# Pollen....



## JoeMcc (May 15, 2007)

I put a trap on for a couple hours today. They collected just under 2 ounces. An ounce an hour isnt bad is it?










Here is a link to the larger size too.....

http://farm4.static.flickr.com/3561/3534998020_6ec5bf8222_b.jpg

JoeMcc


----------



## Beethinking (Jun 2, 2008)

Beautiful.


----------



## RayMarler (Jun 18, 2008)

That pollen is absolutely beautiful :applause:


----------



## JoeMcc (May 15, 2007)

Im trying to get a taste for it... but it's a little odd. I did mix a TBS into a half of a Sobe drink. I still had a little trouble drinking it... but it was better than just eating plain. Anyone have any other suggestions?


JoeMcc


----------



## fatscher (Apr 18, 2008)

JoeMcc said:


> I did mix a TBS into a half of a Sobe drink. I still had a little trouble drinking it... but it was better than just eating plain.

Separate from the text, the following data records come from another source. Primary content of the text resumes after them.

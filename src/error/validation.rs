use thiserror::Error;

#[derive(Debug, Error)]
pub enum ValidationError {
    #[error("Concurrency must be >= 1.")]
    ZeroConcurrency,
    #[error("A run without a request count (n = 0) requires a run timeout.")]
    UnboundedRun,
    #[error("Invalid rate limit '{value}'. Use a finite number >= 0.")]
    InvalidRate { value: f64 },
    #[error("Missing target URL.")]
    MissingUrl,
    #[error("Invalid URL '{url}': {source}")]
    InvalidUrl {
        url: String,
        #[source]
        source: url::ParseError,
    },
    #[error("Unsupported URL scheme '{scheme}'. Use http or https.")]
    UnsupportedScheme { scheme: String },
    #[error("Invalid HTTP method '{method}': {source}")]
    InvalidMethod {
        method: String,
        #[source]
        source: http::method::InvalidMethod,
    },
    #[error("Invalid header format: '{value}'. Expected 'Key: Value'")]
    InvalidHeaderFormat { value: String },
    #[error("Invalid header name '{header}': {source}")]
    InvalidHeaderName {
        header: String,
        #[source]
        source: http::header::InvalidHeaderName,
    },
    #[error("Invalid header value for '{header}': {source}")]
    InvalidHeaderValue {
        header: String,
        #[source]
        source: http::header::InvalidHeaderValue,
    },
    #[error("Invalid proxy URL '{url}': {source}")]
    InvalidProxyUrl {
        url: String,
        #[source]
        source: reqwest::Error,
    },
    #[error("Request timeout must be > 0.")]
    ZeroRequestTimeout,
    #[error("A chunk cycle needs at least one chunk.")]
    EmptyChunkCycle,
}
use thiserror::Error;

use super::{ConfigError, HttpError, ValidationError};

#[derive(Debug, Error)]
pub enum EngineError {
    #[error("I/O error: {source}")]
    Io {
        #[from]
        source: std::io::Error,
    },
    #[error("CLI error: {source}")]
    Clap {
        #[from]
        source: clap::Error,
    },
    #[error("Join error: {source}")]
    Join {
        #[from]
        source: tokio::task::JoinError,
    },
    #[error("Validation error: {0}")]
    Validation(#[from] ValidationError),
    #[error("Configuration error: {0}")]
    Config(#[from] ConfigError),
    #[error("HTTP error: {0}")]
    Http(#[from] HttpError),
    #[error("Run was already started on this dispatcher.")]
    AlreadyStarted,
}

pub type EngineResult<T> = Result<T, EngineError>;

impl EngineError {
    pub fn validation<E>(error: E) -> Self
    where
        E: Into<ValidationError>,
    {
        error.into().into()
    }

    pub fn config<E>(error: E) -> Self
    where
        E: Into<ConfigError>,
    {
        error.into().into()
    }

    pub fn http<E>(error: E) -> Self
    where
        E: Into<HttpError>,
    {
        error.into().into()
    }
}
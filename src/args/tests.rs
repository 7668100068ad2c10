use std::time::Duration;

use clap::Parser;

use super::CliArgs;
use crate::config::{ConfigFile, into_run};
use crate::http::TlsVerification;

fn parse(args: &[&str]) -> Result<CliArgs, String> {
    CliArgs::try_parse_from(std::iter::once("volley").chain(args.iter().copied()))
        .map_err(|err| err.to_string())
}

#[test]
fn classic_flags_parse() -> Result<(), String> {
    let args = parse(&[
        "-n", "100", "-c", "10", "-q", "5", "-t", "2s", "-m", "PUT", "-H", "X-A: 1", "-H",
        "X-A: 2", "-d", "body", "http://localhost:8080/",
    ])?;
    let (run, template) = into_run(&args.overlay()).map_err(|err| err.to_string())?;
    if run.requests != 100 || run.concurrency != 10 {
        return Err(format!("Unexpected run: {:?}", run));
    }
    if template.timeout() != Duration::from_secs(2) || *template.method() != http::Method::PUT {
        return Err(format!("Unexpected template: {:?}", template));
    }
    if template.headers().get_all("x-a").iter().count() != 2 {
        return Err("Repeated -H values were lost".to_owned());
    }
    Ok(())
}

#[test]
fn duration_without_count_is_unbounded() -> Result<(), String> {
    let args = parse(&["-z", "3s", "http://localhost:8080/"])?;
    let (run, _) = into_run(&args.overlay()).map_err(|err| err.to_string())?;
    if run.requests != 0 || run.run_timeout != Some(Duration::from_secs(3)) {
        return Err(format!("Unexpected run: {:?}", run));
    }
    Ok(())
}

#[test]
fn malformed_values_are_rejected() -> Result<(), String> {
    for bad in [
        vec!["-H", "NoColon", "http://x/"],
        vec!["-q", "-1", "http://x/"],
        vec!["-t", "5parsecs", "http://x/"],
        vec!["--insecure", "--verify-tls", "http://x/"],
        vec!["-d", "a", "-D", "file", "http://x/"],
    ] {
        if parse(&bad).is_ok() {
            return Err(format!("Accepted: {:?}", bad));
        }
    }
    Ok(())
}

#[test]
fn flags_override_config_file() -> Result<(), String> {
    let file = ConfigFile {
        url: Some("http://file/".to_owned()),
        concurrency: Some(7),
        insecure: Some(true),
        ..ConfigFile::default()
    };
    let args = parse(&["--verify-tls", "-c", "3"])?;
    let merged = file.merge(args.overlay());
    let (run, template) = into_run(&merged).map_err(|err| err.to_string())?;
    if run.concurrency != 3 || run.transport.tls != TlsVerification::Verify {
        return Err(format!("Unexpected run: {:?}", run));
    }
    if template.url().as_str() != "http://file/" {
        return Err(format!("Unexpected url: {}", template.url()));
    }
    Ok(())
}
//! The consumer side of the result channel.
mod tally;

use std::collections::BTreeMap;
use std::time::Duration;

use crate::outcome::Outcome;

pub use tally::TallyReporter;

/// Consumes outcome records and exposes the finalized distributions.
///
/// `record` is called from a single collector task in arrival order;
/// `finalize` once, after the last record.
pub trait Reporter: Send + 'static {
    fn record(&mut self, outcome: Outcome);

    /// `elapsed` is the wall-clock duration of the run.
    fn finalize(&mut self, elapsed: Duration);

    /// Error description to count.
    fn error_dist(&self) -> &BTreeMap<String, u64>;

    /// Status code to count, for requests without an error.
    fn status_code_dist(&self) -> &BTreeMap<u16, u64>;
}
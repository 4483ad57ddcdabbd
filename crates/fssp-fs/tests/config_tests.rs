use fssp_core::{RunConfig, Symbol};
use fssp_fs::{ConfigStore, Error};
use pretty_assertions::assert_eq;
use rstest::rstest;
use std::fs;
use tempfile::TempDir;

const TOML: &str = r#"
mode = "exp-ring"
base = 2
null = 2
init_len = 4
working = "RS"
"#;

const JSON: &str = r#"{"mode": "exp-ring", "base": 2, "null": 2, "init_len": 4, "working": "RS"}"#;

const YAML: &str = "mode: exp-ring\nbase: 2\nnull: 2\ninit_len: 4\nworking: RS\n";

#[rstest]
#[case("run.toml", TOML)]
#[case("run.json", JSON)]
#[case("run.yaml", YAML)]
#[case("run.YML", YAML)]
fn loads_every_supported_format(#[case] file: &str, #[case] content: &str) {
    let temp = TempDir::new().unwrap();
    let path = temp.path().join(file);
    fs::write(&path, content).unwrap();

    let config: RunConfig = ConfigStore::new().load(&path).unwrap();
    let RunConfig::ExpRing(exp) = &config else {
        panic!("wrong mode: {config:?}");
    };
    assert_eq!(exp.working, Symbol::parse_many("RS").unwrap());
    assert_eq!(config.name(), "base2_null2_init_len4_RS");
}

#[test]
fn save_then_load_preserves_the_config() {
    let temp = TempDir::new().unwrap();
    let store = ConfigStore::new();
    let original: RunConfig = toml::from_str(
        r#"
mode = "ring"
lengths = [2, 4, 8]
states = "QGA"
symmetric = true
init_table = "{'QQQ': 'Q', 'QQG': 'G'}"
"#,
    )
    .unwrap();

    for file in ["out.toml", "out.json", "nested/out.yaml"] {
        let path = temp.path().join(file);
        store.save(&path, &original).unwrap();
        let loaded: RunConfig = store.load(&path).unwrap();
        assert_eq!(loaded, original, "{file}");
    }
}

#[test]
fn unsupported_extension_is_rejected() {
    let temp = TempDir::new().unwrap();
    let path = temp.path().join("run.ini");
    fs::write(&path, "mode = ring").unwrap();
    let err = ConfigStore::new().load::<RunConfig>(&path).unwrap_err();
    assert!(matches!(err, Error::UnsupportedFormat { extension } if extension == "ini"));
}

#[test]
fn parse_errors_name_the_format() {
    let temp = TempDir::new().unwrap();
    let path = temp.path().join("run.toml");
    fs::write(&path, "mode = \"ring\"\nlengths = [2]\nstates = \"Q,G\"\n").unwrap();
    let err = ConfigStore::new().load::<RunConfig>(&path).unwrap_err();
    match err {
        Error::ConfigParse { format, .. } => assert_eq!(format, "TOML"),
        other => panic!("unexpected error: {other:?}"),
    }
}

#[test]
fn missing_file_is_an_io_error() {
    let temp = TempDir::new().unwrap();
    let err = ConfigStore::new()
        .load::<RunConfig>(&temp.path().join("absent.json"))
        .unwrap_err();
    assert!(matches!(err, Error::Io { .. }));
}
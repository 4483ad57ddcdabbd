//! Segments of cells and the window algebra over them.
//!
//! A [`Segment`] is a row of cell states. Rule tables map fixed-width
//! segments (windows) to the next state of their center cell, so one step
//! of simulation shortens a segment by `width - 1` cells. Ring
//! configurations are simulated by unrolling them first.
//!
//! # Renormalization
//!
//! [`Segment::exponentiate`] expands a coarse segment into its fine form for
//! base `b` and granularity `g`: every `g`-block is followed by `b - 1`
//! padding blocks, all Q, or all F when the segment starts with an F-block.
//!
//! ```text
//! RST  base 3, gran 1  ->  RQQSQQTQQ
//! RSTU base 2, gran 2  ->  RSQQTUQQ
//! FFF  base 2, gran 1  ->  FFFFFF
//! ```
//!
//! [`Segment::contract`] keeps one block out of every `b` and undoes it.

use std::collections::BTreeSet;
use std::fmt;
use std::ops::Range;
use std::str::FromStr;

use serde::{Deserialize, Serialize};

use crate::{Error, Result, RuleTable, Symbol};

/// An ordered row of cell states.
#[derive(Debug, Clone, PartialEq, Eq, Hash, PartialOrd, Ord, Default, Serialize, Deserialize)]
#[serde(try_from = "String", into = "String")]
pub struct Segment(Vec<Symbol>);

impl Segment {
    pub fn new(symbols: Vec<Symbol>) -> Self {
        Self(symbols)
    }

    /// `len` copies of `symbol`.
    pub fn uniform(symbol: Symbol, len: usize) -> Self {
        Self(vec![symbol; len])
    }

    /// A ring of `len` cells at rest except the initiator in cell 0.
    pub fn ring_seed(initiator: Symbol, len: usize) -> Self {
        let mut cells = vec![Symbol::QUIESCENT; len];
        if let Some(first) = cells.first_mut() {
            *first = initiator;
        }
        Self(cells)
    }

    pub fn len(&self) -> usize {
        self.0.len()
    }

    pub fn is_empty(&self) -> bool {
        self.0.is_empty()
    }

    pub fn symbols(&self) -> &[Symbol] {
        &self.0
    }

    pub fn first(&self) -> Option<Symbol> {
        self.0.first().copied()
    }

    /// Copy of the cells in `range`.
    pub fn slice(&self, range: Range<usize>) -> Segment {
        Self(self.0[range].to_vec())
    }

    /// True when the segment is non-empty and every cell is `symbol`.
    pub fn is_uniform(&self, symbol: Symbol) -> bool {
        !self.0.is_empty() && self.0.iter().all(|&s| s == symbol)
    }

    pub fn count(&self, symbol: Symbol) -> usize {
        self.0.iter().filter(|&&s| s == symbol).count()
    }

    pub fn reversed(&self) -> Segment {
        Self(self.0.iter().rev().copied().collect())
    }

    /// The smaller of the segment and its mirror image.
    pub fn canonical(&self) -> Segment {
        let reversed = self.reversed();
        if reversed < *self { reversed } else { self.clone() }
    }

    /// Iterate over `gran`-sized blocks.
    pub fn blocks(&self, gran: usize) -> impl Iterator<Item = &[Symbol]> {
        self.0.chunks(gran)
    }

    /// All distinct windows of `width` cells, stepped by `gran`.
    ///
    /// # Panics
    ///
    /// Panics when `gran` divides neither the segment length nor
    /// `width - gran`; drivers validate their parameters so this is a
    /// contract violation.
    pub fn windows(&self, width: usize, gran: usize) -> BTreeSet<Segment> {
        assert!(gran > 0 && width >= gran, "window width {width} below granularity {gran}");
        assert!(
            self.len() % gran == 0 && (width - gran) % gran == 0,
            "granularity {gran} does not divide segment length {} and nullity {}",
            self.len(),
            width - gran
        );
        if self.len() < width {
            return BTreeSet::new();
        }
        (0..=self.len() - width)
            .step_by(gran)
            .map(|i| self.slice(i..i + width))
            .collect()
    }

    /// Unroll a ring configuration by appending its first `null` cells,
    /// cycling the ring when it is shorter than `null`.
    pub fn unroll_ring(&self, null: usize) -> Segment {
        let mut cells = self.0.clone();
        cells.extend(self.0.iter().copied().cycle().take(null));
        Self(cells)
    }

    /// Simulate `steps` steps under `table`.
    ///
    /// Returns `None` as soon as a window is unmapped, or when the segment
    /// is too short to hold a single window.
    pub fn advance(&self, table: &RuleTable, steps: usize) -> Option<Segment> {
        let width = table.width();
        let mut cells = self.0.clone();
        for _ in 0..steps {
            if width == 0 || cells.len() < width {
                return None;
            }
            cells = cells
                .windows(width)
                .map(|w| table.get_cells(w))
                .collect::<Option<Vec<_>>>()?;
        }
        Some(Self(cells))
    }

    /// Expand to the fine form for `base` at granularity `gran`.
    pub fn exponentiate(&self, base: usize, gran: usize) -> Segment {
        let firing = self.0.len() >= gran && self.0[..gran].iter().all(|s| s.is_firing());
        let pad = if firing { Symbol::FIRING } else { Symbol::QUIESCENT };
        let mut cells = Vec::with_capacity(self.len() * base);
        for block in self.blocks(gran) {
            cells.extend_from_slice(block);
            cells.extend(std::iter::repeat_n(pad, (base - 1) * gran));
        }
        Self(cells)
    }

    /// Keep one `gran`-block out of every `base`.
    pub fn contract(&self, base: usize, gran: usize) -> Segment {
        let cells = self
            .0
            .chunks(gran)
            .step_by(base)
            .flat_map(|block| block.iter().copied())
            .collect();
        Self(cells)
    }
}

impl From<Vec<Symbol>> for Segment {
    fn from(symbols: Vec<Symbol>) -> Self {
        Self(symbols)
    }
}

impl FromStr for Segment {
    type Err = Error;

    fn from_str(s: &str) -> Result<Self> {
        Symbol::parse_many(s).map(Self)
    }
}

impl TryFrom<String> for Segment {
    type Error = Error;

    fn try_from(s: String) -> Result<Self> {
        s.parse()
    }
}

impl From<Segment> for String {
    fn from(segment: Segment) -> String {
        segment.to_string()
    }
}

impl fmt::Display for Segment {
    fn fmt(&self, f: &mut fmt::Formatter<'_>) -> fmt::Result {
        for symbol in &self.0 {
            write!(f, "{symbol}")?;
        }
        Ok(())
    }
}
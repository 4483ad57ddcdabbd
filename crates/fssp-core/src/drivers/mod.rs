//! The three searches built on the engine.
//!
//! - [`ring`]: tables synchronizing rings of several lengths at once
//! - [`exp_ring`]: tables that renormalize onto themselves on rings
//! - [`embed`]: verification that a fixed table collapses onto an aggregate one

pub mod embed;
pub mod exp_ring;
pub mod ring;

pub use embed::{Embedder, Embedding, RejectReason, Rejection, SymbolRenamer, Verification};
pub use exp_ring::{ExpRingSearch, ExpansionSearch};
pub use ring::{RingProgress, RingSearch};
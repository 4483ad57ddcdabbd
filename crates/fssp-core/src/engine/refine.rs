//! The two refinement primitives shared by every search driver.

use serde::{Deserialize, Serialize};

use crate::table::Conflict;
use crate::{Alphabet, RuleTable, Segment, Symbol};

use super::Choice;

/// Whether a simulated step may fire.
#[derive(Debug, Clone, Copy, PartialEq, Eq)]
pub enum Firing {
    /// No window may map to F on this step.
    Forbidden,
    /// The step may fire, but only unanimously.
    Permitted,
    /// Every window must map to F on this step.
    Required,
}

/// A partial table violated the misfire or renormalization invariant.
#[derive(Debug, Clone, Copy, PartialEq, Eq)]
pub struct Contradiction;

impl From<Conflict> for Contradiction {
    fn from(_: Conflict) -> Self {
        Contradiction
    }
}

/// Result of defining a segment.
#[derive(Debug)]
pub enum Resolution {
    /// Every window of the segment is mapped; it can be simulated.
    Defined,
    /// The table must be extended by one of the alternatives first.
    Branch(Choice),
}

/// Whether windows and their mirror images are tied together.
#[derive(Debug, Clone, Copy, PartialEq, Eq, Default, Serialize, Deserialize)]
#[serde(rename_all = "lowercase")]
pub enum Symmetry {
    #[default]
    Asymmetric,
    /// A window and its reverse always map to the same state.
    Mirror,
}

impl Symmetry {
    /// Define `window`, and its reverse under [`Symmetry::Mirror`].
    pub fn assign(
        self,
        table: &mut RuleTable,
        window: &Segment,
        symbol: Symbol,
    ) -> Result<(), Conflict> {
        table.define(window.clone(), symbol)?;
        if self == Symmetry::Mirror {
            table.define(window.reversed(), symbol)?;
        }
        Ok(())
    }
}

/// Extends partial tables so that segments can be simulated.
#[derive(Debug, Clone)]
pub struct Refiner {
    non_firing: Vec<Symbol>,
    symmetry: Symmetry,
}

impl Refiner {
    pub fn new(alphabet: &Alphabet, symmetry: Symmetry) -> Self {
        Self {
            non_firing: alphabet.non_firing().to_vec(),
            symmetry,
        }
    }

    pub fn symmetry(&self) -> Symmetry {
        self.symmetry
    }

    /// Define every window of `segment`, or say how to branch.
    ///
    /// Firing is unanimous: once one window maps to F, every other window
    /// of the segment must too, and the undefined ones are forced to F. A
    /// segment with no defined windows branches into "fire now" (when
    /// permitted) followed by every non-firing assignment.
    pub fn define_segment(
        &self,
        table: &mut RuleTable,
        segment: &Segment,
        firing: Firing,
    ) -> Result<Resolution, Contradiction> {
        let mut undefined = Vec::new();
        let mut fires = false;
        let mut rests = false;
        for window in segment.windows(table.width(), 1) {
            match table.get(&window) {
                Some(symbol) if symbol.is_firing() => fires = true,
                Some(_) => rests = true,
                None => undefined.push(window),
            }
        }

        if firing == Firing::Required || fires {
            if rests || (fires && firing == Firing::Forbidden) {
                return Err(Contradiction);
            }
            self.define_all(table, &undefined, Symbol::FIRING)?;
            return Ok(Resolution::Defined);
        }
        if undefined.is_empty() {
            return Ok(Resolution::Defined);
        }

        if self.symmetry == Symmetry::Mirror {
            undefined = undefined
                .iter()
                .map(Segment::canonical)
                .collect::<std::collections::BTreeSet<_>>()
                .into_iter()
                .collect();
        }
        let fire_first = firing == Firing::Permitted && !rests;
        Ok(Resolution::Branch(Choice::new(
            table.clone(),
            undefined,
            self.non_firing.clone(),
            self.symmetry,
            fire_first,
        )))
    }

    /// Close the penultimate image of an exponentiated window.
    ///
    /// `segment` is the fine segment one step before the end of the
    /// renormalized step of a window known to map to `image`. Its leading
    /// window must map to `image` and every later window to the padding
    /// state (F when `image` is F, Q otherwise), so the next step produces
    /// exactly the exponentiated image.
    pub fn close_end_window(
        &self,
        table: &mut RuleTable,
        segment: &Segment,
        image: Symbol,
    ) -> Result<(), Contradiction> {
        let width = table.width();
        self.symmetry.assign(table, &segment.slice(0..width), image)?;

        let pad = if image.is_firing() { Symbol::FIRING } else { Symbol::QUIESCENT };
        let tail = segment.slice(1..segment.len());
        let mut undefined = Vec::new();
        for window in tail.windows(width, 1) {
            match table.get(&window) {
                Some(symbol) if symbol != pad => return Err(Contradiction),
                Some(_) => {}
                None => undefined.push(window),
            }
        }
        self.define_all(table, &undefined, pad)
    }

    fn define_all(
        &self,
        table: &mut RuleTable,
        windows: &[Segment],
        symbol: Symbol,
    ) -> Result<(), Contradiction> {
        for window in windows {
            self.symmetry.assign(table, window, symbol)?;
        }
        Ok(())
    }
}

#[cfg(test)]
mod tests {
    use super::*;

    fn seg(s: &str) -> Segment {
        s.parse().unwrap()
    }

    fn refiner(symmetry: Symmetry) -> Refiner {
        let alphabet = Alphabet::from_non_firing(&Symbol::parse_many("QGA").unwrap()).unwrap();
        Refiner::new(&alphabet, symmetry)
    }

    fn table(literal: &str) -> RuleTable {
        literal.parse().unwrap()
    }

    #[test]
    fn fully_defined_segment_is_settled() {
        let mut t = table("{'QQQ': 'Q'}");
        let resolution = refiner(Symmetry::Asymmetric)
            .define_segment(&mut t, &seg("QQQQ"), Firing::Permitted)
            .unwrap();
        assert!(matches!(resolution, Resolution::Defined));
    }

    #[test]
    fn partial_firing_is_completed() {
        let mut t = table("{'QQQ': 'Q', 'AQA': 'F'}");
        let resolution = refiner(Symmetry::Asymmetric)
            .define_segment(&mut t, &seg("AQAQ"), Firing::Permitted)
            .unwrap();
        assert!(matches!(resolution, Resolution::Defined));
        assert_eq!(t.get(&seg("QAQ")), Some(Symbol::FIRING));
    }

    #[test]
    fn mixed_firing_is_a_contradiction() {
        let mut t = table("{'QQQ': 'Q', 'QQA': 'F'}");
        let result =
            refiner(Symmetry::Asymmetric).define_segment(&mut t, &seg("QQQA"), Firing::Permitted);
        assert_eq!(result.err(), Some(Contradiction));
    }

    #[test]
    fn forbidden_firing_is_a_contradiction() {
        let mut t = table("{'QQQ': 'Q', 'AQA': 'F'}");
        let result =
            refiner(Symmetry::Asymmetric).define_segment(&mut t, &seg("AQA"), Firing::Forbidden);
        assert_eq!(result.err(), Some(Contradiction));
    }

    #[test]
    fn required_firing_forces_every_window() {
        let mut t = table("{'QQQ': 'Q'}");
        refiner(Symmetry::Asymmetric)
            .define_segment(&mut t, &seg("GAGA"), Firing::Required)
            .unwrap();
        assert_eq!(t.get(&seg("GAG")), Some(Symbol::FIRING));
        assert_eq!(t.get(&seg("AGA")), Some(Symbol::FIRING));

        let mut t = table("{'QQQ': 'Q'}");
        let result =
            refiner(Symmetry::Asymmetric).define_segment(&mut t, &seg("QQQG"), Firing::Required);
        assert_eq!(result.err(), Some(Contradiction));
    }

    #[test]
    fn undefined_segment_branches() {
        let mut t = table("{'QQQ': 'Q'}");
        let resolution = refiner(Symmetry::Asymmetric)
            .define_segment(&mut t, &seg("GQGQ"), Firing::Permitted)
            .unwrap();
        let Resolution::Branch(choice) = resolution else {
            panic!("expected a branch");
        };
        assert_eq!(choice.windows(), &[seg("GQG"), seg("QGQ")]);
        assert_eq!(choice.fan_out(), 10);
        assert_eq!(t.len(), 1, "branching leaves the table untouched");
    }

    #[test]
    fn forbidden_branch_omits_fire_hypothesis() {
        let mut t = table("{'QQQ': 'Q'}");
        let Ok(Resolution::Branch(choice)) =
            refiner(Symmetry::Asymmetric).define_segment(&mut t, &seg("GQAQ"), Firing::Forbidden)
        else {
            panic!("expected a branch");
        };
        assert_eq!(choice.fan_out(), 9);
        assert!(choice.into_iter().all(|child| child.get(&seg("GQA")) != Some(Symbol::FIRING)));
    }

    #[test]
    fn mirror_branches_on_canonical_windows() {
        let mut t = table("{'QQQ': 'Q'}");
        let Ok(Resolution::Branch(choice)) =
            refiner(Symmetry::Mirror).define_segment(&mut t, &seg("QQGQQ"), Firing::Forbidden)
        else {
            panic!("expected a branch");
        };
        assert_eq!(choice.windows(), &[seg("GQQ"), seg("QGQ")]);
    }

    #[test]
    fn end_window_pads_with_quiescence() {
        let mut t = table("{'QQQ': 'Q'}");
        refiner(Symmetry::Asymmetric)
            .close_end_window(&mut t, &seg("RQQQ"), Symbol::new('S').unwrap())
            .unwrap();
        assert_eq!(t.get(&seg("RQQ")), Some(Symbol::new('S').unwrap()));

        let mut t = table("{'QQQ': 'Q', 'QQR': 'S'}");
        let result =
            refiner(Symmetry::Asymmetric).close_end_window(&mut t, &seg("RQQR"), Symbol::QUIESCENT);
        assert_eq!(result, Err(Contradiction));
    }

    #[test]
    fn end_window_rejects_conflicting_image() {
        let mut t = table("{'QQQ': 'Q', 'RQQ': 'R'}");
        let image = Symbol::new('S').unwrap();
        let result = refiner(Symmetry::Asymmetric).close_end_window(&mut t, &seg("RQQQ"), image);
        assert_eq!(result, Err(Contradiction));
    }
}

Anyone have any other suggestions?


Try putting it in yogurt, or sprinkling onto a salad with Italian dressing.


----------



## D Coates (Jan 6, 2006)

Try it on your morning cereal.


----------



## purvisgs (Apr 5, 2008)

try fruit smoothies in the blender, w/ just a little bit added. Some people seem to get upset stomach if they try to down too much pollen in one setting.

(frozen oj, bananna, ice cubes) is my basic cheap-o stand-by, add other ingredients as available


----------